Neurosurgery Coding Alert

Reader Question:

Appeal Denials for 61751 and 61510

Question: Carriers have been issuing denials when we bill 61751 (with 61510 and 61795). The grounds for denial are that the carrier feels 61751 is incidental to the primary procedure. Could you offer any advice on getting these claims paid?

Deana Ramey, Reimbursement Analyst
Neurosurgery and Neurology, Akron, Ohio

Answer: Many third-party payers assume the stance that taking a biopsy (61751) during the performance of a more comprehensive procedure (61510, craniectomy, trephination, bone flap craniotomy; for excision of brain tumor, supratentorial, except meningioma)) is considered incidental to the more comprehensive procedure and cannot be billed separately. According to the national Correct Coding Initiative (CCI), however, these codes are not bundled.

Eric Sandham, CPC, compliance educator for Central California Faculty Medical Group, a group practice and training facility associated with the University of California at San Francisco in Fresno, a coder who specializes in surgical and neurosurgical procedures, indicates that these procedures are different even though they may be done through the same access.

Code 61751 generally is done with a needle through a burr hole, Sandham explains. The procedure involves an extensive amount of planning and taking of coordinates to determine the precise location in the patients brain from which the biopsy will be taken.

The coordinates are calculated, and the needle is sent through the burr hole at a very precise trajectory to the exact location of the tumor so the required tissue can be retrieved. It may be from the very center of the brain, the most difficult area to access.
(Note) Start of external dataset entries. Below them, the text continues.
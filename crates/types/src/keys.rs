// Path: crates/types/src/keys.rs

//! Table names and key encodings for the per-chain consensus tables.

use crate::app::ChainId;

/// The node-wide table holding one `ChainConfig` per chain.
pub const CONFIG_TABLE: &str = "consensus_config";
/// Prefix of the per-chain agent table.
pub const AGENT_TABLE_PREFIX: &str = "consensus_agent_";
/// Prefix of the per-chain deposit table.
pub const DEPOSIT_TABLE_PREFIX: &str = "consensus_deposit_";
/// Prefix of the per-chain punish table.
pub const PUNISH_TABLE_PREFIX: &str = "consensus_punish_";

/// The agent table of `chain_id`.
pub fn agent_table(chain_id: ChainId) -> String {
    format!("{}{}", AGENT_TABLE_PREFIX, chain_id)
}

/// The deposit table of `chain_id`.
pub fn deposit_table(chain_id: ChainId) -> String {
    format!("{}{}", DEPOSIT_TABLE_PREFIX, chain_id)
}

/// The punish table of `chain_id`.
pub fn punish_table(chain_id: ChainId) -> String {
    format!("{}{}", PUNISH_TABLE_PREFIX, chain_id)
}

/// The three tables owned by one chain, in creation order.
pub fn chain_tables(chain_id: ChainId) -> [String; 3] {
    [
        agent_table(chain_id),
        deposit_table(chain_id),
        punish_table(chain_id),
    ]
}

/// Key of a chain's entry in [`CONFIG_TABLE`]. Big-endian, so scans are ordered by id.
pub fn chain_config_key(chain_id: ChainId) -> [u8; 4] {
    chain_id.to_be_bytes()
}
// Path: crates/test_utils/src/lib.rs
#![cfg_attr(
    not(test),
    deny(
        clippy::unwrap_used,
        clippy::expect_used,
        clippy::panic,
        clippy::unimplemented,
        clippy::todo,
        clippy::indexing_slicing
    )
)]

//! # Consensus Test Utilities
//!
//! Mock collaborators, fixture builders and assertion helpers shared by the
//! unit and integration tests of the consensus core.

pub mod assertions;
pub mod fixtures;
pub mod mocks;
pub mod randomness;

pub use mocks::{FaultyStore, ManualClock, MockHeaderService, MockLedger, MockProtocolRegistry};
A neurosurgeon must consider not only the exact location of the tissue needed for biopsy but also any vital structures between the point of incision and the tissue itself that might be injured during the approach.
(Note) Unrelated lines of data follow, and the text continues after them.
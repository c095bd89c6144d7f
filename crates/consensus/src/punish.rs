// Path: crates/consensus/src/punish.rs

//! Yellow and red cards.

use crate::agent::AgentManager;
use crate::deposit::DepositManager;
use crate::state::ChainState;
use poc_api::storage::TableStore;
use poc_telemetry::consensus_metrics;
use poc_types::app::{CardColor, PunishReason, PunishRecord, RedPunishTx, TxHash};
use poc_types::codec;
use poc_types::error::{ChainError, ConsensusError, ValidationError};
use poc_types::keys::punish_table;
use std::collections::BTreeMap;
use std::sync::Arc;

/// Returns true if the history holds a red card.
pub fn has_red_card(history: &[PunishRecord]) -> bool {
    history.iter().any(PunishRecord::is_red)
}

/// Counts the yellow cards still inside the punish window at `current_round`.
///
/// A card issued in round `r` counts while `r + window > current_round`.
pub fn yellow_count_in_window(history: &[PunishRecord], current_round: u64, window: u64) -> u32 {
    let count = history
        .iter()
        .filter(|p| p.color == CardColor::Yellow)
        .filter(|p| p.round_index.saturating_add(window) > current_round)
        .count();
    u32::try_from(count).unwrap_or(u32::MAX)
}

/// What applying a card to an agent's history does.
#[derive(Debug, Clone, Copy, PartialEq, Eq)]
pub enum CardOutcome {
    /// A card with the same key is already recorded. No state change.
    Duplicate,
    /// The card is appended.
    Recorded,
    /// The card is appended and pushes the yellow count to the threshold, so a
    /// red card must follow.
    Escalated,
}

/// Decides the effect of `card` on `history` without I/O.
pub fn compute_card_outcome(
    history: &[PunishRecord],
    card: &PunishRecord,
    threshold: u32,
    window: u64,
) -> CardOutcome {
    let key = card.key();
    if history.iter().any(|p| p.key() == key) {
        return CardOutcome::Duplicate;
    }
    if card.is_red() || has_red_card(history) {
        return CardOutcome::Recorded;
    }
    let yellows = yellow_count_in_window(history, card.round_index, window).saturating_add(1);
    if yellows >= threshold {
        CardOutcome::Escalated
    } else {
        CardOutcome::Recorded
    }
}

/// Owns the punish table of each chain and the consequences of its cards.
pub struct PunishManager {
    store: Arc<dyn TableStore>,
    agents: Arc<AgentManager>,
    deposits: Arc<DepositManager>,
}

impl PunishManager {
    pub fn new(
        store: Arc<dyn TableStore>,
        agents: Arc<AgentManager>,
        deposits: Arc<DepositManager>,
    ) -> Self {
        Self {
            store,
            agents,
            deposits,
        }
    }

    /// Scans the punish table into the cache, grouped per agent and ordered by height.
    ///
    /// A record that does not decode is fatal: credit computed without it would
    /// differ from the credit other nodes compute.
    pub fn load_punishes(&self, state: &mut ChainState) -> Result<(), ConsensusError> {
        state.punishes.clear();
        let table = punish_table(state.chain_id);
        let entries = match self.store.scan(&table) {
            Ok(entries) => entries,
            Err(e) => {
                tracing::warn!(
                    target: "consensus",
                    chain_id = state.chain_id,
                    error = %e,
                    "Punish scan failed; starting with an empty punish cache"
                );
                return Ok(());
            }
        };

        let mut punishes: BTreeMap<TxHash, Vec<PunishRecord>> = BTreeMap::new();
        for (_, value) in entries {
            let record: PunishRecord =
                codec::from_bytes_canonical(&value).map_err(|reason| {
                    ConsensusError::CorruptRecord {
                        table: table.clone(),
                        reason,
                    }
                })?;
            punishes.entry(record.agent_hash).or_default().push(record);
        }
        for history in punishes.values_mut() {
            history.sort_by_key(|p| (p.height, p.round_index, p.reason));
        }
        let total: usize = punishes.values().map(Vec::len).sum();
        state.punishes = punishes;

        tracing::info!(
            target: "consensus",
            chain_id = state.chain_id,
            records = total,
            "Loaded punish history"
        );
        Ok(())
    }

    /// Records a yellow card for a missed slot, escalating to red at the threshold.
    pub fn apply_yellow(
        &self,
        state: &mut ChainState,
        agent_hash: TxHash,
        height: u64,
        round_index: u64,
        time: u64,
    ) -> Result<CardOutcome, ChainError> {
        let card = PunishRecord {
            agent_hash,
            color: CardColor::Yellow,
            height,
            reason: PunishReason::MissedSlot,
            round_index,
            time,
        };
        let outcome = self.record(state, card)?;
        if outcome == CardOutcome::Escalated {
            tracing::warn!(
                target: "consensus",
                chain_id = state.chain_id,
                agent = %agent_hash,
                round = round_index,
                "Yellow card threshold reached"
            );
            self.apply_red(
                state,
                agent_hash,
                PunishReason::YellowAccumulation,
                height,
                round_index,
                time,
            )?;
        }
        Ok(outcome)
    }

    /// Records a red card, releases every deposit bound to the agent and exits it.
    ///
    /// Re-applying the same card is a no-op, as is exiting an agent that is no
    /// longer live.
    pub fn apply_red(
        &self,
        state: &mut ChainState,
        agent_hash: TxHash,
        reason: PunishReason,
        height: u64,
        round_index: u64,
        time: u64,
    ) -> Result<CardOutcome, ChainError> {
        let card = PunishRecord {
            agent_hash,
            color: CardColor::Red,
            height,
            reason,
            round_index,
            time,
        };
        let outcome = self.record(state, card)?;
        if outcome != CardOutcome::Duplicate && state.live_agent(&agent_hash).is_some() {
            let released = self
                .deposits
                .release_agent_deposits(state, &agent_hash, height)?;
            self.agents.disqualify(state, &agent_hash, time)?;
            tracing::debug!(
                target: "consensus",
                chain_id = state.chain_id,
                agent = %agent_hash,
                released,
                "Deposits released by red card"
            );
        }
        Ok(outcome)
    }

    /// Applies a red punish transaction carrying double-sign or equivocation evidence.
    pub fn apply_red_tx(
        &self,
        state: &mut ChainState,
        tx: &RedPunishTx,
    ) -> Result<CardOutcome, ChainError> {
        if !matches!(
            tx.reason,
            PunishReason::DoubleSign | PunishReason::Equivocation
        ) {
            return Err(ValidationError::InvalidRedReason.into());
        }
        if !self.agents.is_known(state, &tx.agent_hash)? {
            return Err(ValidationError::UnknownPunishTarget(tx.agent_hash).into());
        }
        self.apply_red(
            state,
            tx.agent_hash,
            tx.reason,
            tx.height,
            tx.round_index,
            tx.time,
        )
    }

    fn record(&self, state: &mut ChainState, card: PunishRecord) -> Result<CardOutcome, ChainError> {
        let outcome = compute_card_outcome(
            state.punish_history(&card.agent_hash),
            &card,
            state.config.yellow_card_threshold,
            state.config.punish_window_rounds,
        );
        if outcome == CardOutcome::Duplicate {
            tracing::debug!(
                target: "consensus",
                chain_id = state.chain_id,
                agent = %card.agent_hash,
                height = card.height,
                "Ignoring replayed punishment"
            );
            return Ok(outcome);
        }

        self.store.put(
            &punish_table(state.chain_id),
            &card.storage_key(),
            &codec::to_bytes_canonical(&card),
        )?;
        consensus_metrics().inc_cards_issued(state.chain_id, card.color.as_str());
        tracing::info!(
            target: "consensus",
            chain_id = state.chain_id,
            agent = %card.agent_hash,
            color = card.color.as_str(),
            reason = ?card.reason,
            height = card.height,
            round = card.round_index,
            "Card issued"
        );
        state.punishes.entry(card.agent_hash).or_default().push(card);
        Ok(outcome)
    }
}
The determination of these coordinates is made with a CT scan or an MRI. The patients head will be placed in a stereotactic frame (61795) that reveals exactly where that lesion is located. Usually, a tumor is targeted for biopsy, though it can be other things, such as a cyst. X, Y, and Z coordinates are given relative to the stereotactic frame to provide the locale. Using the frame, the neurosurgeon can guide a needle right through the burr hole to get some of that tissue and determine what type of lesion is there and if it is operable.

If, after the biopsy, the neurosurgeon determines that the lesion is operable, often the stereotactic frame will be removed and a full craniectomy (61510) will be performed. The key is that even though the craniectomy may be performed through the same incision, an extension of that original incision almost always is required. At this point, the tumor is removed.
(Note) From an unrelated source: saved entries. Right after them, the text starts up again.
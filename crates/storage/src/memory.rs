// Path: crates/storage/src/memory.rs

use parking_lot::RwLock;
use poc_api::storage::{Entry, StorageError, TableStore};
use std::collections::{BTreeMap, HashMap};

type Table = BTreeMap<Vec<u8>, Vec<u8>>;

/// An in-process `TableStore`. Contents are lost when the value is dropped.
#[derive(Debug, Default)]
pub struct MemoryTableStore {
    tables: RwLock<HashMap<String, Table>>,
}

impl MemoryTableStore {
    pub fn new() -> Self {
        Self::default()
    }
}

impl TableStore for MemoryTableStore {
    fn create_table(&self, table: &str) -> Result<(), StorageError> {
        let mut tables = self.tables.write();
        if tables.contains_key(table) {
            return Err(StorageError::TableExists(table.to_string()));
        }
        tables.insert(table.to_string(), Table::new());
        Ok(())
    }

    fn drop_table(&self, table: &str) -> Result<(), StorageError> {
        self.tables.write().remove(table);
        Ok(())
    }

    fn table_exists(&self, table: &str) -> Result<bool, StorageError> {
        Ok(self.tables.read().contains_key(table))
    }

    fn get(&self, table: &str, key: &[u8]) -> Result<Option<Vec<u8>>, StorageError> {
        let tables = self.tables.read();
        let t = tables
            .get(table)
            .ok_or_else(|| StorageError::TableMissing(table.to_string()))?;
        Ok(t.get(key).cloned())
    }

    fn put(&self, table: &str, key: &[u8], value: &[u8]) -> Result<(), StorageError> {
        self.put_batch(table, &[(key.to_vec(), value.to_vec())])
    }

    fn put_batch(&self, table: &str, entries: &[Entry]) -> Result<(), StorageError> {
        let mut tables = self.tables.write();
        let t = tables
            .get_mut(table)
            .ok_or_else(|| StorageError::TableMissing(table.to_string()))?;
        for (k, v) in entries {
            t.insert(k.clone(), v.clone());
        }
        Ok(())
    }

    fn delete(&self, table: &str, key: &[u8]) -> Result<(), StorageError> {
        let mut tables = self.tables.write();
        let t = tables
            .get_mut(table)
            .ok_or_else(|| StorageError::TableMissing(table.to_string()))?;
        t.remove(key);
        Ok(())
    }

    fn scan(&self, table: &str) -> Result<Vec<Entry>, StorageError> {
        let tables = self.tables.read();
        let t = tables
            .get(table)
            .ok_or_else(|| StorageError::TableMissing(table.to_string()))?;
        Ok(t.iter().map(|(k, v)| (k.clone(), v.clone())).collect())
    }
}

#[cfg(test)]
mod tests {
    use super::*;
    use poc_api::storage::ensure_table;

    #[test]
    fn create_is_explicit_and_ensure_is_idempotent() {
        let store = MemoryTableStore::new();
        assert!(matches!(
            store.put("t", b"k", b"v"),
            Err(StorageError::TableMissing(_))
        ));
        store.create_table("t").unwrap();
        assert!(matches!(
            store.create_table("t"),
            Err(StorageError::TableExists(_))
        ));
        assert!(!ensure_table(&store, "t").unwrap());
        assert!(ensure_table(&store, "u").unwrap());
    }

    #[test]
    fn scan_is_key_ordered() {
        let store = MemoryTableStore::new();
        store.create_table("t").unwrap();
        store.put("t", b"b", b"2").unwrap();
        store.put("t", b"a", b"1").unwrap();
        store.put("t", b"c", b"3").unwrap();
        store.delete("t", b"c").unwrap();
        let keys: Vec<Vec<u8>> = store.scan("t").unwrap().into_iter().map(|(k, _)| k).collect();
        assert_eq!(keys, vec![b"a".to_vec(), b"b".to_vec()]);

        store.drop_table("t").unwrap();
        assert!(!store.table_exists("t").unwrap());
    }

    #[test]
    fn batch_lands_whole_or_not_at_all() {
        let store = MemoryTableStore::new();
        let batch = vec![
            (b"a".to_vec(), b"1".to_vec()),
            (b"b".to_vec(), b"2".to_vec()),
        ];
        assert!(matches!(
            store.put_batch("t", &batch),
            Err(StorageError::TableMissing(_))
        ));
        assert!(!store.table_exists("t").unwrap());

        store.create_table("t").unwrap();
        store.put_batch("t", &batch).unwrap();
        assert_eq!(store.scan("t").unwrap(), batch);
    }
}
Barbara Cobuzzi, MBA, CPC, CHBME, president of Cash Flow Solutions, a physician reimbursement consulting firm in Lakewood, N.J., says that she would bill the biopsy with a -59 modifier (distinct procedural service) and fight any denials. Medicare has very specifically said that they want to encourage physicians to make as few trips to the operating room as possible, Cobuzzi reports.

She says that if it is not paid, she would fight it with an appeal, stating that the doctor was benefiting the payer as well as the patient by removing the dangerous tumor immediately and saving the payer a separate operative session.